The last layer of a CNN is the classification layer which determines the predicted value based on the activation map. If you pass a handwriting sample to a CNN, the classification layer will tell you what letter is in the image. This is what autonomous vehicles use to determine whether an object is another car, a person, or some other obstacle.

Training a CNN is similar to training many other machine learning algorithms. You'll start with some training data that is separate from your test data and you'll tune your weights based on the accuracy of the predicted values. Just be careful that you don't overfit your model.

Applications of Convolutional Neural Networks

Convolutional neural networks are most widely known for image analysis but they have also been adapted for several applications in other areas of machine learning, such as natural language processing.

Convolutional Neural Networks for Self-Driving Cars

Several companies, such as Tesla and Uber, are using convolutional neural networks as the computer vision component of self-driving cars.

A self-driving car’s computer vision system must be capable of localization, obstacle avoidance, and path planning. 

Let us consider the case of pedestrian detection. A pedestrian is a kind of obstacle which moves. A convolutional neural network must be able to identify the location of the pedestrian and extrapolate their current motion in order to calculate if a collision is imminent.

A convolutional neural network for object detection is slightly more complex than a classification model, in that it must not only classify an object but also return the four coordinates of its bounding box.

Furthermore, the convolutional neural network designer must avoid unnecessary false alarms for irrelevant objects, such as litter, but also take into account the high cost of miscategorizing a true pedestrian and causing a fatal accident.

A major challenge for this kind of use is collecting labelled training data. Google’s Captcha system is used for authenticating on websites, where a user is asked to categorise images as fire hydrants, traffic lights, cars, etc. This is actually a useful way to collect labelled training images for purposes such as self-driving cars and Google StreetView.

Convolutional Neural Networks for Drug Discovery

The first stage of a drug development program is drug discovery, where a pharmaceutical company identifies candidate compounds which are more likely to interact with the body in a certain way. Testing candidate molecules in preclinical or clinical trials are expensive, and so it is advantageous to be able to screen molecules as early as possible.

Proteins which play an important role in disease are known as ‘targets’. There are targets that can cause inflammation or help tumours grow. The goal of drug discovery is to identify molecules that will interact with the target for a particular disease. The drug molecule must have the appropriate shape to interact with the target and bind to it, like a key fitting in a lock.

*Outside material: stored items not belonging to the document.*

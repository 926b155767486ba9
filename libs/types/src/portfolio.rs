//! Portfolio: one per participant, the account summary (§3).
//!
//! This struct holds only the aggregate fields; the accounting identities
//! that keep them consistent are enforced by the `portfolio-manager` crate's
//! `update` function, not by methods here.

use crate::ids::{ParticipantId, PortfolioId};
use crate::numeric::Money;
use rust_decimal::Decimal;
use serde::{Deserialize, Serialize};

#[derive(Debug, Clone, PartialEq, Serialize, Deserialize)]
pub struct Portfolio {
    pub id: PortfolioId,
    pub participant_id: ParticipantId,
    pub cash_balance: Money,
    pub equity: Money,
    pub margin_used: Money,
    pub margin_available: Money,
    pub realized_pnl: Money,
    pub unrealized_pnl: Money,
    pub total_pnl: Money,
    pub current_leverage: Decimal,
    /// `None` when `margin_used == 0` (undefined, per §3).
    pub margin_level: Option<Decimal>,
}

impl Portfolio {
    pub fn new(participant_id: ParticipantId, initial_capital: Money) -> Self {
        Self {
            id: PortfolioId::new(),
            participant_id,
            cash_balance: initial_capital,
            equity: initial_capital,
            margin_used: Money::ZERO,
            margin_available: initial_capital,
            realized_pnl: Money::ZERO,
            unrealized_pnl: Money::ZERO,
            total_pnl: Money::ZERO,
            current_leverage: Decimal::ZERO,
            margin_level: None,
        }
    }
}

/// A snapshot of a portfolio at a point in time (§3), appended after every
/// portfolio-manager update.
#[derive(Debug, Clone, PartialEq, Serialize, Deserialize)]
pub struct PortfolioHistoryPoint {
    pub participant_id: ParticipantId,
    pub cash_balance: Money,
    pub equity: Money,
    pub margin_used: Money,
    pub realized_pnl: Money,
    pub unrealized_pnl: Money,
    pub total_pnl: Money,
    pub recorded_at: chrono::DateTime<chrono::Utc>,
}

#[cfg(test)]
mod tests {
    use super::*;
    use rust_decimal_macros::dec;

    #[test]
    fn new_portfolio_has_full_margin_available_and_no_margin_level() {
        let p = Portfolio::new(ParticipantId::new(), Money::new(dec!(10_000)));
        assert_eq!(p.margin_available.as_decimal(), dec!(10_000));
        assert!(p.margin_level.is_none());
    }
}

The San Francisco-based startup Atomwise developed an algorithm called AtomNet, based on a convolutional neural network, which was able to analyse and predict interactions between molecules. Without being taught the rules of chemistry, AtomNet was able to learn essential organic chemical interactions.

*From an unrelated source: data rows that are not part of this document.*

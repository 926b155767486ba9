//! A hosted-vendor transport speaking the Anthropic Messages API, grounded
//! on `anthropic_client.py`'s request/response shape.

use async_trait::async_trait;
use serde::{Deserialize, Serialize};

use crate::{AgentConfig, AgentTransport, LlmReply, TransportError};

#[derive(Serialize)]
struct MessagesRequest<'a> {
    model: &'a str,
    max_tokens: u32,
    temperature: f32,
    system: &'a str,
    messages: Vec<Message<'a>>,
}

#[derive(Serialize)]
struct Message<'a> {
    role: &'a str,
    content: &'a str,
}

#[derive(Deserialize)]
struct MessagesResponse {
    content: Vec<ContentBlock>,
    usage: Usage,
}

#[derive(Deserialize)]
struct ContentBlock {
    text: Option<String>,
}

#[derive(Deserialize)]
struct Usage {
    input_tokens: u32,
    output_tokens: u32,
}

/// A vendor REST endpoint reached over plain JSON-over-HTTPS, authenticated
/// with a bearer-style header. One `HostedVendorTransport` per participant's
/// configured provider; `base_url`/`auth_header` let the same struct serve
/// both Anthropic-compatible and OpenAI-compatible endpoints, since both
/// vendors accept a bearer API key and return an analogous usage block.
pub struct HostedVendorTransport {
    client: reqwest::Client,
    base_url: String,
    api_key: String,
    auth_header: &'static str,
}

impl HostedVendorTransport {
    pub fn anthropic(api_key: impl Into<String>) -> Self {
        Self {
            client: reqwest::Client::new(),
            base_url: "https://api.anthropic.com/v1/messages".to_string(),
            api_key: api_key.into(),
            auth_header: "x-api-key",
        }
    }

    pub fn with_base_url(mut self, base_url: impl Into<String>) -> Self {
        self.base_url = base_url.into();
        self
    }
}

#[async_trait]
impl AgentTransport for HostedVendorTransport {
    async fn invoke(&self, system: &str, user: &str, config: &AgentConfig) -> Result<LlmReply, TransportError> {
        let body = MessagesRequest {
            model: &config.model,
            max_tokens: config.max_tokens,
            temperature: config.temperature,
            system,
            messages: vec![Message { role: "user", content: user }],
        };

        let response = self
            .client
            .post(&self.base_url)
            .header(self.auth_header, &self.api_key)
            .header("anthropic-version", "2023-06-01")
            .json(&body)
            .send()
            .await
            .map_err(|e| {
                tracing::warn!(error = %e, "agent transport request failed");
                TransportError::Request(e.to_string())
            })?;

        let parsed = response
            .json::<MessagesResponse>()
            .await
            .map_err(|e| TransportError::MalformedResponse(e.to_string()))?;

        let text = parsed
            .content
            .into_iter()
            .find_map(|block| block.text)
            .ok_or_else(|| TransportError::MalformedResponse("no text content block in reply".to_string()))?;

        Ok(LlmReply { text, prompt_tokens: parsed.usage.input_tokens, completion_tokens: parsed.usage.output_tokens })
    }
}
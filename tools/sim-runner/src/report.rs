//! End-of-run profitability report: one row per participant plus a
//! competition-wide roll-up, in the shape of the teacher's own
//! `reports::profitability::analyze` — a pure summary built from persisted
//! state rather than from a live event stream.

use calc_kernel::{pnl_pct, win_rate};
use persistence::Store;
use rust_decimal::Decimal;
use serde::Serialize;
use types::ids::CompetitionId;

#[derive(Debug, Serialize)]
pub struct ParticipantProfit {
    pub display_name: String,
    pub initial_capital: Decimal,
    pub current_equity: Decimal,
    pub realized_pnl_pct: Decimal,
    pub total_trades: u32,
    pub win_rate_pct: Decimal,
    pub open_positions: usize,
}

#[derive(Debug, Serialize)]
pub struct RunReport {
    pub competition_id: CompetitionId,
    pub participants: Vec<ParticipantProfit>,
    pub best_performer: Option<String>,
}

pub async fn build(store: &dyn Store, competition_id: CompetitionId) -> anyhow::Result<RunReport> {
    let participants = store.list_participants(competition_id).await?;

    let mut rows = Vec::with_capacity(participants.len());
    for participant in &participants {
        let Some(state) = store.get_participant_state(participant.id).await? else {
            continue;
        };
        rows.push(ParticipantProfit {
            display_name: participant.display_name.clone(),
            initial_capital: participant.initial_capital.as_decimal(),
            current_equity: state.portfolio.equity.as_decimal(),
            realized_pnl_pct: pnl_pct(state.portfolio.realized_pnl.as_decimal(), participant.initial_capital.as_decimal()),
            total_trades: participant.total_trades,
            win_rate_pct: win_rate(participant.winning_trades, participant.total_trades),
            open_positions: state.positions.len(),
        });
    }

    let best_performer = rows
        .iter()
        .max_by(|a, b| a.current_equity.cmp(&b.current_equity))
        .map(|row| row.display_name.clone());

    Ok(RunReport { competition_id, participants: rows, best_performer })
}
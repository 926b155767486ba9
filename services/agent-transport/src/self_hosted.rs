//! A self-hosted transport: a participant's agent runs behind its own HTTP
//! endpoint accepting `{system, user, config}` and returning
//! `{text, prompt_tokens, completion_tokens}` directly — no vendor-specific
//! request/response translation needed, since the operator of that endpoint
//! owns the translation to whatever model serves it.

use async_trait::async_trait;
use serde::{Deserialize, Serialize};

use crate::{AgentConfig, AgentTransport, LlmReply, TransportError};

#[derive(Serialize)]
struct SelfHostedRequest<'a> {
    system: &'a str,
    user: &'a str,
    model: &'a str,
    max_tokens: u32,
    temperature: f32,
}

#[derive(Deserialize)]
struct SelfHostedResponse {
    text: String,
    prompt_tokens: u32,
    completion_tokens: u32,
}

pub struct SelfHostedTransport {
    client: reqwest::Client,
    endpoint: String,
}

impl SelfHostedTransport {
    pub fn new(endpoint: impl Into<String>) -> Self {
        Self { client: reqwest::Client::new(), endpoint: endpoint.into() }
    }
}

#[async_trait]
impl AgentTransport for SelfHostedTransport {
    async fn invoke(&self, system: &str, user: &str, config: &AgentConfig) -> Result<LlmReply, TransportError> {
        let body = SelfHostedRequest {
            system,
            user,
            model: &config.model,
            max_tokens: config.max_tokens,
            temperature: config.temperature,
        };

        let response = self
            .client
            .post(&self.endpoint)
            .json(&body)
            .send()
            .await
            .map_err(|e| {
                tracing::warn!(error = %e, endpoint = %self.endpoint, "self-hosted agent request failed");
                TransportError::Request(e.to_string())
            })?;

        let parsed = response
            .json::<SelfHostedResponse>()
            .await
            .map_err(|e| TransportError::MalformedResponse(e.to_string()))?;

        Ok(LlmReply { text: parsed.text, prompt_tokens: parsed.prompt_tokens, completion_tokens: parsed.completion_tokens })
    }
}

Atomwise was able to use AtomNet to identify lead candidates for drug research programs. AtomNet successfully identified a candidate treatment for the Ebola virus, which had previously not been known to have any antiviral activity. The molecule later went on to pre-clinical trials.

Conclusion

Convolutional neural networks are multi-layer neural networks that are really good at getting the features out of data. They work well with images and they don't need a lot of pre-processing.

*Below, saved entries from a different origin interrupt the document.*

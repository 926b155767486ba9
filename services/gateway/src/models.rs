//! Request/response DTOs for the gateway surface (§6.2).
//!
//! Most views are the domain types themselves — `Competition`, `Participant`,
//! `Portfolio`, `Position` and `Trade` already derive `Serialize` and carry
//! nothing a client shouldn't see, so handlers return them directly. This
//! module only adds the shapes that don't already exist on a domain type:
//! admin request bodies and the downsampled-history envelope.

use chrono::{DateTime, Utc};
use rust_decimal::Decimal;
use serde::{Deserialize, Serialize};
use types::enums::AssetClass;
use types::ids::CompetitionId;
use types::numeric::Money;
use types::portfolio::PortfolioHistoryPoint;

#[derive(Debug, Clone, Deserialize)]
pub struct CreateCompetitionRequest {
    pub name: String,
    pub start_time: DateTime<Utc>,
    pub end_time: DateTime<Utc>,
    pub invocation_interval_minutes: u32,
    pub initial_capital: Decimal,
    pub max_leverage: u32,
    pub maintenance_margin_pct: Decimal,
    pub allowed_asset_classes: Vec<AssetClass>,
    pub max_participants: u32,
    pub market_hours_gated: bool,
}

impl CreateCompetitionRequest {
    pub fn initial_capital_money(&self) -> Money {
        Money::new(self.initial_capital)
    }
}

#[derive(Debug, Clone, Deserialize)]
pub struct HistoryQuery {
    /// Approximate number of points the caller wants back; the actual count
    /// depends on which bucket width the ladder picks (§4.8).
    pub target_points: Option<u32>,
}

#[derive(Debug, Clone, Serialize)]
pub struct HistoryResponse {
    pub points: Vec<PortfolioHistoryPoint>,
    /// 0 means the raw series was returned untouched.
    pub bucket_minutes: u32,
}

#[derive(Debug, Clone, Serialize)]
pub struct CompetitionCreatedResponse {
    pub id: CompetitionId,
}

#[derive(Debug, Clone, Serialize)]
pub struct InvocationCountResponse {
    pub invocations_run: usize,
}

Using convolutions and pooling to reduce an image to its basic features, you can identify images correctly.

It's easier to train CNN models with fewer initial parameters than with other kinds of neural networks. You won't need a huge number of hidden layers because the convolutions will be able to handle a lot of the hidden layer discovery for you.

One of the cool things about CNNs is the number of complex problems they can be applied to. From self-driving cars to detecting diabetes, CNNs can process this kind of data and provide accurate predictions.